Dataset entries
- - - - -
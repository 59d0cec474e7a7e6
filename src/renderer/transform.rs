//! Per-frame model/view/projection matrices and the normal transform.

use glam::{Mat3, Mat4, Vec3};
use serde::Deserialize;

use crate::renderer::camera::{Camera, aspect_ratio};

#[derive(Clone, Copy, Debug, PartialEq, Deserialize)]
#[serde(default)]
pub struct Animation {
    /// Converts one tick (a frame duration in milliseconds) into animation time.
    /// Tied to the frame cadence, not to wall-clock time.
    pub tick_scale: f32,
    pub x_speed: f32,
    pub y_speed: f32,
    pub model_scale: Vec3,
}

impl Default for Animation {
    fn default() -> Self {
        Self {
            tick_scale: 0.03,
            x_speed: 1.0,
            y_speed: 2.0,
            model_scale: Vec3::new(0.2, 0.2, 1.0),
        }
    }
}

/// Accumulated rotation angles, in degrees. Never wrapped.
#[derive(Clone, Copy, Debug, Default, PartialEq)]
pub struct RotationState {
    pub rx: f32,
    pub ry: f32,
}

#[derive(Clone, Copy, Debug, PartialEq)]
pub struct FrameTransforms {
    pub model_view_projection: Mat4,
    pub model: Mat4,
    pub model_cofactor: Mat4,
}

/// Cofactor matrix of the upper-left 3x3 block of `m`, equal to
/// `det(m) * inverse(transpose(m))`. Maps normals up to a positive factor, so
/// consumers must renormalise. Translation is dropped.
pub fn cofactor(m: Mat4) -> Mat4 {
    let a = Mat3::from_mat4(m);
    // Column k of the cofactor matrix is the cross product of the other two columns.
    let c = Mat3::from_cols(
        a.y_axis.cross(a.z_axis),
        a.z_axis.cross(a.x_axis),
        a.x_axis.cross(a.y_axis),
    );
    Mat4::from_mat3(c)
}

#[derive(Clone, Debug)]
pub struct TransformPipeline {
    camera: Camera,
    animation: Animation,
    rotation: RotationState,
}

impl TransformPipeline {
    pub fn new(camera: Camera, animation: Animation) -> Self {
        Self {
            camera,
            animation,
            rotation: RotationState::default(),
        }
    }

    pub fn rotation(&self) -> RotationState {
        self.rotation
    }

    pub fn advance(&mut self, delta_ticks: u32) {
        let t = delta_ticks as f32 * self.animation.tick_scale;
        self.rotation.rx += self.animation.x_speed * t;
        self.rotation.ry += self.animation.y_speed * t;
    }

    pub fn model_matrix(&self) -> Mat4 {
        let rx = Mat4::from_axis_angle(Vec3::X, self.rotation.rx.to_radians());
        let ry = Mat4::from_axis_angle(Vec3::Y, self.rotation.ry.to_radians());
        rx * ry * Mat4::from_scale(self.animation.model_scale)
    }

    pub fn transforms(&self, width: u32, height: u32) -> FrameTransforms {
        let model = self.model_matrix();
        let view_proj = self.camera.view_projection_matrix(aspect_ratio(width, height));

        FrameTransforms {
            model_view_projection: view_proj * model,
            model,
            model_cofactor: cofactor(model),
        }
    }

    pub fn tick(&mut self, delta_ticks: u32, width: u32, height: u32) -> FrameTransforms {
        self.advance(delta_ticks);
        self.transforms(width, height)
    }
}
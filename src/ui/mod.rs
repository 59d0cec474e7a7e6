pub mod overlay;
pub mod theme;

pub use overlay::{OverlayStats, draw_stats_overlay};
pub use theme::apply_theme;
- - - - -
Your task is to retype the entries verbatim, starting with the line that holds "model_view_projection: view_proj *" and stopping after the line that holds "self.advance(delta_ticks);".

* OUTPUT OF THE EXERCISE *
            model_view_projection: view_proj * model,
            model,
            model_cofactor: cofactor(model),
        }
    }

    pub fn tick(&mut self, delta_ticks: u32, width: u32, height: u32) -> FrameTransforms {
        self.advance(delta_ticks);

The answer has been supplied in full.